Segment Open

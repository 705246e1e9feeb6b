// src/handlers/events.rs

use std::collections::HashMap;

use axum::{
    extract::{Path, Query, State},
    http::StatusCode,
    response::IntoResponse,
    Json,
};
use uuid::Uuid;
use validator::Validate;

use crate::{
    common::error::AppError,
    common::filters::{ensure_known_keys, EVENT_FILTER_KEYS},
    config::AppState,
    middleware::auth::AuthenticatedUser,
    models::crm::{Event, EventPayload},
    permissions::{authorize, Action, Entity},
};

// GET /crm/events/
#[utoipa::path(
    get,
    path = "/crm/events/",
    tag = "Events",
    responses(
        (status = 200, description = "Lista de eventos", body = Vec<Event>),
        (status = 404, description = "Chave de filtro desconhecida")
    ),
    security(("api_jwt" = []))
)]
pub async fn list_events(
    State(app_state): State<AppState>,
    AuthenticatedUser(actor): AuthenticatedUser,
    Query(params): Query<HashMap<String, String>>,
) -> Result<impl IntoResponse, AppError> {
    authorize(Entity::Event, Action::List, &actor, None)?;
    ensure_known_keys(&params, EVENT_FILTER_KEYS)?;

    let events = app_state.event_service.list(&params).await?;
    Ok((StatusCode::OK, Json(events)))
}

// GET /crm/events/{id}/
#[utoipa::path(
    get,
    path = "/crm/events/{id}/",
    tag = "Events",
    responses(
        (status = 200, description = "Detalhe do evento", body = Event),
        (status = 403, description = "Sem permissão sobre este evento"),
        (status = 404, description = "Evento não existe")
    ),
    security(("api_jwt" = []))
)]
pub async fn retrieve_event(
    State(app_state): State<AppState>,
    AuthenticatedUser(actor): AuthenticatedUser,
    Path(id): Path<Uuid>,
) -> Result<impl IntoResponse, AppError> {
    let detail = app_state.event_service.get(id).await?;
    let ownership = app_state.event_service.ownership(&detail);
    authorize(Entity::Event, Action::Retrieve, &actor, Some(&ownership))?;

    Ok((StatusCode::OK, Json(detail.event)))
}

// POST /crm/events/
#[utoipa::path(
    post,
    path = "/crm/events/",
    tag = "Events",
    request_body = EventPayload,
    responses(
        (status = 201, description = "Evento criado", body = Event),
        (status = 400, description = "Dados inválidos")
    ),
    security(("api_jwt" = []))
)]
pub async fn create_event(
    State(app_state): State<AppState>,
    AuthenticatedUser(actor): AuthenticatedUser,
    Json(payload): Json<EventPayload>,
) -> Result<impl IntoResponse, AppError> {
    authorize(Entity::Event, Action::Create, &actor, None)?;
    payload.validate()?;

    let event = app_state.event_service.create(&actor, &payload).await?;
    Ok((StatusCode::CREATED, Json(event)))
}

// PUT /crm/events/{id}/
#[utoipa::path(
    put,
    path = "/crm/events/{id}/",
    tag = "Events",
    request_body = EventPayload,
    responses(
        (status = 200, description = "Evento atualizado", body = Event),
        (status = 403, description = "Sem permissão sobre este evento"),
        (status = 404, description = "Evento não existe")
    ),
    security(("api_jwt" = []))
)]
pub async fn update_event(
    State(app_state): State<AppState>,
    AuthenticatedUser(actor): AuthenticatedUser,
    Path(id): Path<Uuid>,
    Json(payload): Json<EventPayload>,
) -> Result<impl IntoResponse, AppError> {
    let existing = app_state.event_service.get(id).await?;
    let ownership = app_state.event_service.ownership(&existing);
    authorize(Entity::Event, Action::Update, &actor, Some(&ownership))?;
    payload.validate()?;

    let event = app_state
        .event_service
        .update(&actor, &existing, &payload)
        .await?;
    Ok((StatusCode::OK, Json(event)))
}

// DELETE /crm/events/{id}/
#[utoipa::path(
    delete,
    path = "/crm/events/{id}/",
    tag = "Events",
    responses(
        (status = 204, description = "Evento removido"),
        (status = 404, description = "Evento não existe")
    ),
    security(("api_jwt" = []))
)]
pub async fn delete_event(
    State(app_state): State<AppState>,
    AuthenticatedUser(actor): AuthenticatedUser,
    Path(id): Path<Uuid>,
) -> Result<impl IntoResponse, AppError> {
    let existing = app_state.event_service.get(id).await?;
    let ownership = app_state.event_service.ownership(&existing);
    authorize(Entity::Event, Action::Delete, &actor, Some(&ownership))?;

    app_state.event_service.delete(&existing).await?;
    Ok(StatusCode::NO_CONTENT)
}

Segment Closed

### Work order:
Each record above is to be restated word for word.

### The completed task:
repository 705246e1e9feeb6b
// src/handlers/events.rs

use std::collections::HashMap;

use axum::{
    extract::{Path, Query, State},
    http::StatusCode,
    response::IntoResponse,
    Json,
};
use uuid::Uuid;
use validator::Validate;

use crate::{
    common::error::AppError,
    common::filters::{ensure_known_keys, EVENT_FILTER_KEYS},
    config::AppState,
    middleware::auth::AuthenticatedUser,
    models::crm::{Event, EventPayload},
    permissions::{authorize, Action, Entity},
};

// GET /crm/events/
#[utoipa::path(
    get,
    path = "/crm/events/",
    tag = "Events",
    responses(
        (status = 200, description = "Lista de eventos", body = Vec<Event>),
        (status = 404, description = "Chave de filtro desconhecida")
    ),
    security(("api_jwt" = []))
)]
pub async fn list_events(
    State(app_state): State<AppState>,
    AuthenticatedUser(actor): AuthenticatedUser,
    Query(params): Query<HashMap<String, String>>,
) -> Result<impl IntoResponse, AppError> {
    authorize(Entity::Event, Action::List, &actor, None)?;
    ensure_known_keys(&params, EVENT_FILTER_KEYS)?;

    let events = app_state.event_service.list(&params).await?;
    Ok((StatusCode::OK, Json(events)))
}

// GET /crm/events/{id}/
#[utoipa::path(
    get,
    path = "/crm/events/{id}/",
    tag = "Events",
    responses(
        (status = 200, description = "Detalhe do evento", body = Event),
        (status = 403, description = "Sem permissão sobre este evento"),
        (status = 404, description = "Evento não existe")
    ),
    security(("api_jwt" = []))
)]
pub async fn retrieve_event(
    State(app_state): State<AppState>,
    AuthenticatedUser(actor): AuthenticatedUser,
    Path(id): Path<Uuid>,
) -> Result<impl IntoResponse, AppError> {
    let detail = app_state.event_service.get(id).await?;
    let ownership = app_state.event_service.ownership(&detail);
    authorize(Entity::Event, Action::Retrieve, &actor, Some(&ownership))?;

    Ok((StatusCode::OK, Json(detail.event)))
}

// POST /crm/events/
#[utoipa::path(
    post,
    path = "/crm/events/",
    tag = "Events",
    request_body = EventPayload,
    responses(
        (status = 201, description = "Evento criado", body = Event),
        (status = 400, description = "Dados inválidos")
    ),
    security(("api_jwt" = []))
)]
pub async fn create_event(
    State(app_state): State<AppState>,
    AuthenticatedUser(actor): AuthenticatedUser,
    Json(payload): Json<EventPayload>,
) -> Result<impl IntoResponse, AppError> {
    authorize(Entity::Event, Action::Create, &actor, None)?;
    payload.validate()?;

    let event = app_state.event_service.create(&actor, &payload).await?;
    Ok((StatusCode::CREATED, Json(event)))
}

// PUT /crm/events/{id}/
#[utoipa::path(
    put,
    path = "/crm/events/{id}/",
    tag = "Events",
    request_body = EventPayload,
    responses(
        (status = 200, description = "Evento atualizado", body = Event),
        (status = 403, description = "Sem permissão sobre este evento"),
        (status = 404, description = "Evento não existe")
    ),
    security(("api_jwt" = []))
)]
pub async fn update_event(
    State(app_state): State<AppState>,
    AuthenticatedUser(actor): AuthenticatedUser,
    Path(id): Path<Uuid>,
    Json(payload): Json<EventPayload>,
) -> Result<impl IntoResponse, AppError> {
    let existing = app_state.event_service.get(id).await?;
    let ownership = app_state.event_service.ownership(&existing);
    authorize(Entity::Event, Action::Update, &actor, Some(&ownership))?;
    payload.validate()?;

    let event = app_state
        .event_service
        .update(&actor, &existing, &payload)
        .await?;
    Ok((StatusCode::OK, Json(event)))
}

// DELETE /crm/events/{id}/
#[utoipa::path(
    delete,
    path = "/crm/events/{id}/",
    tag = "Events",
    responses(
        (status = 204, description = "Evento removido"),
        (status = 404, description = "Evento não existe")
    ),
    security(("api_jwt" = []))
)]
pub async fn delete_event(
    State(app_state): State<AppState>,
    AuthenticatedUser(actor): AuthenticatedUser,
    Path(id): Path<Uuid>,
) -> Result<impl IntoResponse, AppError> {
    let existing = app_state.event_service.get(id).await?;
    let ownership = app_state.event_service.ownership(&existing);
    authorize(Entity::Event, Action::Delete, &actor, Some(&ownership))?;

    app_state.event_service.delete(&existing).await?;
    Ok(StatusCode::NO_CONTENT)
}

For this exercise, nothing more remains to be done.